**What is required**.
Which lines have the string "Entry"? Copy all of them from the entries below.
::: Dataset records :::
//! Synchronous filtering over a fixed option list
//!
//! Used when every option is known up front. Each load replaces the rendered
//! entries with the options whose label has a word starting with the term
//! (case-insensitive). There is nothing to paginate, so `check_more` does
//! nothing.

use regex::{Regex, RegexBuilder};

use crate::model::{Choice, Entry, Item};
use crate::provider::{ItemProvider, ProviderEvent};
use crate::viewport::Viewport;

/// Builds the pattern a label must match for a given term
pub type Matcher = fn(&str) -> Result<Regex, regex::Error>;

/// Default matcher: the term at the start of the label or after whitespace
pub fn word_prefix_matcher(term: &str) -> Result<Regex, regex::Error> {
    RegexBuilder::new(&format!(r"(^|\s){}", regex::escape(term)))
        .case_insensitive(true)
        .build()
}

#[derive(Debug)]
pub struct SelectFilter<T, C = ()> {
    options: Vec<T>,
    matcher: Matcher,
    preselected: Option<usize>,
    term: String,
    entries: Vec<Entry<T>>,
    events: Vec<ProviderEvent<C>>,
}

impl<T: Item + Clone, C> SelectFilter<T, C> {
    pub fn new(options: Vec<T>) -> Self {
        Self {
            options,
            matcher: word_prefix_matcher,
            preselected: None,
            term: String::new(),
            entries: Vec::new(),
            events: Vec::new(),
        }
    }

    /// Replace the default word-prefix matcher
    pub fn with_matcher(mut self, matcher: Matcher) -> Self {
        self.matcher = matcher;
        self
    }

    /// Mark the option at `index` as selected before any user input
    pub fn with_preselected(mut self, index: Option<usize>) -> Self {
        self.preselected = index.filter(|&i| i < self.options.len());
        self
    }

    pub fn options(&self) -> &[T] {
        &self.options
    }

    fn filter(&mut self, term: &str) {
        self.entries.clear();
        if term.is_empty() {
            self.entries
                .extend(self.options.iter().map(|o| Entry::new(o.clone(), term)));
            return;
        }
        match (self.matcher)(term) {
            Ok(pattern) => self.entries.extend(
                self.options
                    .iter()
                    .filter(|o| pattern.is_match(&o.label()))
                    .map(|o| Entry::new(o.clone(), term)),
            ),
            Err(e) => {
                tracing::warn!(target: "droplist::select_filter", term, "invalid filter pattern: {e}");
            }
        }
    }
}

impl<C> SelectFilter<Choice, C> {
    /// Build from choices, honoring a choice flagged as `selected`
    pub fn from_choices(choices: Vec<Choice>) -> Self {
        let preselected = choices.iter().position(|c| c.selected);
        Self::new(choices).with_preselected(preselected)
    }
}

impl<T: Item + Clone, C> ItemProvider<T, C> for SelectFilter<T, C> {
    fn load(&mut self, term: &str, on_settled: Option<C>, _viewport: &Viewport) {
        self.term = term.to_string();
        self.filter(term);
        self.events.push(ProviderEvent::Cleared);
        if self.entries.is_empty() {
            self.events.push(ProviderEvent::ExhaustedEmpty {
                term: term.to_string(),
            });
        } else {
            self.events.push(ProviderEvent::BatchAppended {
                count: self.entries.len(),
                page: 0,
            });
        }
        if let Some(token) = on_settled {
            self.events.push(ProviderEvent::Settled(token));
        }
    }

    fn check_more(&mut self, _viewport: &Viewport) {}

    fn entries(&self) -> &[Entry<T>] {
        &self.entries
    }

    fn entries_mut(&mut self) -> &mut [Entry<T>] {
        &mut self.entries
    }

    fn drain_events(&mut self) -> Vec<ProviderEvent<C>> {
        std::mem::take(&mut self.events)
    }

    fn preselected(&self) -> Option<usize> {
        self.preselected
    }

    fn term(&self) -> &str {
        &self.term
    }
}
:::
**Output of the task**.
use crate::model::{Choice, Entry, Item};
    entries: Vec<Entry<T>>,
                .extend(self.options.iter().map(|o| Entry::new(o.clone(), term)));
                    .map(|o| Entry::new(o.clone(), term)),
    fn entries(&self) -> &[Entry<T>] {
    fn entries_mut(&mut self) -> &mut [Entry<T>] {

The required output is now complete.